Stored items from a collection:
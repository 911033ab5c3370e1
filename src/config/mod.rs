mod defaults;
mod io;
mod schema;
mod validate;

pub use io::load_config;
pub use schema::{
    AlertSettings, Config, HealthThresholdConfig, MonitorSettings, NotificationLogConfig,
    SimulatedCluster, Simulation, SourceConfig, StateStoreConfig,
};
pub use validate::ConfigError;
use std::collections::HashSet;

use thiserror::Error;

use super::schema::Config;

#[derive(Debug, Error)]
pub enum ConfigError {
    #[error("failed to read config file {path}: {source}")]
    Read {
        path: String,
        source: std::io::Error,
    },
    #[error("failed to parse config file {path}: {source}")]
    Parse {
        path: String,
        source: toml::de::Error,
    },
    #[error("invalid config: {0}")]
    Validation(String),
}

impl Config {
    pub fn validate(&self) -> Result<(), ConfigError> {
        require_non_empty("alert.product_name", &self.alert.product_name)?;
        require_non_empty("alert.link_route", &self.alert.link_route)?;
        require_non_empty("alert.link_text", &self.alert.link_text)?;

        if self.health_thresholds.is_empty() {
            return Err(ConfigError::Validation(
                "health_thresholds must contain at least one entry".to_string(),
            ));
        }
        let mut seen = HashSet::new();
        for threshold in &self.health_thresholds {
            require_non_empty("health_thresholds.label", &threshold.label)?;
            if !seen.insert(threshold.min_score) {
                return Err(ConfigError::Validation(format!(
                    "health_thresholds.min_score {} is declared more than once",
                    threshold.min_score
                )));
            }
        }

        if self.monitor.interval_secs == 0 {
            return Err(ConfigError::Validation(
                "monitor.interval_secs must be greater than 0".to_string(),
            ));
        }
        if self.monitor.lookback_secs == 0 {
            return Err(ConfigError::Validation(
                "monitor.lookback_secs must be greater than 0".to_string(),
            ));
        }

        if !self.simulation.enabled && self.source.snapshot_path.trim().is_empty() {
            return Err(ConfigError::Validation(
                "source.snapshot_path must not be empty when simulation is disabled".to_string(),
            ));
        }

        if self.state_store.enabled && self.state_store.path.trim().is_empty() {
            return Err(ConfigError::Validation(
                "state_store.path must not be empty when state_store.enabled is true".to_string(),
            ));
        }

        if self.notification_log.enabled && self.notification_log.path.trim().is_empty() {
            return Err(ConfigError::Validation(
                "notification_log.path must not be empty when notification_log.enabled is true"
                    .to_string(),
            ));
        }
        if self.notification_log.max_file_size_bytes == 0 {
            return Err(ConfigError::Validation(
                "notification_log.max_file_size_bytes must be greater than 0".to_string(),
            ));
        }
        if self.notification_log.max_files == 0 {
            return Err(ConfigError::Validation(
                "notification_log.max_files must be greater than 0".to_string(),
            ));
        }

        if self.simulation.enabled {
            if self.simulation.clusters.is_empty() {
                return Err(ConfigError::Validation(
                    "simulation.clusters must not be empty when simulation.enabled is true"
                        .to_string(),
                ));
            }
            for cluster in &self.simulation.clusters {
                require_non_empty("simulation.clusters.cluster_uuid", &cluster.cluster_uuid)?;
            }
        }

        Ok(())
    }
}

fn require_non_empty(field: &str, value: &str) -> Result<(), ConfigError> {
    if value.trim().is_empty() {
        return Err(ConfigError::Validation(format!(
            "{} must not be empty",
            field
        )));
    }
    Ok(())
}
* * *
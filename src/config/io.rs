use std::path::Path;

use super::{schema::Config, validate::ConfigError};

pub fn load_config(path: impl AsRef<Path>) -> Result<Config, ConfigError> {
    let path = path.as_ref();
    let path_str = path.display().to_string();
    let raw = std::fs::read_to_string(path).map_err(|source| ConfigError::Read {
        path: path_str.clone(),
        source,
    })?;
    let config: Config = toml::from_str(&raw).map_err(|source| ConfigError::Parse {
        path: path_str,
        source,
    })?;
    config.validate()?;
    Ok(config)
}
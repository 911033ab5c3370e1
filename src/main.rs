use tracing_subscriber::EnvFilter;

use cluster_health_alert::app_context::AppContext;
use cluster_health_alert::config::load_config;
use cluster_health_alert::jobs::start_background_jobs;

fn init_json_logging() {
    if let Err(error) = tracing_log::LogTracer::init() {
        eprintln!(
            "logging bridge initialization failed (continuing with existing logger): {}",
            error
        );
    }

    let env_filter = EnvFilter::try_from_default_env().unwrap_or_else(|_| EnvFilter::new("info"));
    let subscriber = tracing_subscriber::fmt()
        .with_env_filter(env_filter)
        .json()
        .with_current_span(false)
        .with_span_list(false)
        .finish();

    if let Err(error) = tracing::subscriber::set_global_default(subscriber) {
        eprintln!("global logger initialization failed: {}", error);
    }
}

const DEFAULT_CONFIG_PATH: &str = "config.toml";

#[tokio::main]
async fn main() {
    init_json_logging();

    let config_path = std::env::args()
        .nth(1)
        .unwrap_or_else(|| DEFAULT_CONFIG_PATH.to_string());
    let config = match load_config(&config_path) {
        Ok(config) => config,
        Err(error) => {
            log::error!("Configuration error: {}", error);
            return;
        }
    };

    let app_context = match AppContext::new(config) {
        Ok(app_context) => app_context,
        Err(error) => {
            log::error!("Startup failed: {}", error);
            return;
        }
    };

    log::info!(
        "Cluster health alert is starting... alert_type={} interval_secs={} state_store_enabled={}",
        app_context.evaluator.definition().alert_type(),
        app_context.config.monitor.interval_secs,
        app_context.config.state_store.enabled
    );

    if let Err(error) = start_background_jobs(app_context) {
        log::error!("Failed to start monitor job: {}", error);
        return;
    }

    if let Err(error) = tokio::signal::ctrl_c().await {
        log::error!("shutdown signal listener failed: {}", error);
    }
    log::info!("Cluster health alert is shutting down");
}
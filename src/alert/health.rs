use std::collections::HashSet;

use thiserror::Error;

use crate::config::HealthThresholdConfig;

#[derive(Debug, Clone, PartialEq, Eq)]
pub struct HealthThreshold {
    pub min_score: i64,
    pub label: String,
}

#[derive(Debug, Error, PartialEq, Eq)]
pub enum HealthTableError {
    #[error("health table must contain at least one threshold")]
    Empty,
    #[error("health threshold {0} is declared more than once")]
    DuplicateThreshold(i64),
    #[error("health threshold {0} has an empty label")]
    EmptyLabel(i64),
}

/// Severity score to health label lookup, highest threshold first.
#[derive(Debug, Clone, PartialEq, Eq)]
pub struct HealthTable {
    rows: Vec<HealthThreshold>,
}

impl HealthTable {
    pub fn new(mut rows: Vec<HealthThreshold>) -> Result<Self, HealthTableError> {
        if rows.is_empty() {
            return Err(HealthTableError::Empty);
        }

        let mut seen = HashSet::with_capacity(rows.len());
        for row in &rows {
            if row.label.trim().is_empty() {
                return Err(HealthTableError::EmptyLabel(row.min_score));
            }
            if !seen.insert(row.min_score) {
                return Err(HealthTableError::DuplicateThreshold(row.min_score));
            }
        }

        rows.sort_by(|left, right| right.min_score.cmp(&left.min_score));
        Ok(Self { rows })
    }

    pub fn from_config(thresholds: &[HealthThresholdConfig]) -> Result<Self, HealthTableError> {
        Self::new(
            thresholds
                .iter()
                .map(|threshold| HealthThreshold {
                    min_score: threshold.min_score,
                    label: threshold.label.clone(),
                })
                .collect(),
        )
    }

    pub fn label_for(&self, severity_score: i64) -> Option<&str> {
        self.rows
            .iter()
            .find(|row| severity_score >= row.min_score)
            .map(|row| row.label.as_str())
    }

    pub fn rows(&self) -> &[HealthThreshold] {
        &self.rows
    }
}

● ACTION ITEM:
Return only the number of lines in the data above that hold the word "main".

● PROBLEM SOLUTION:
3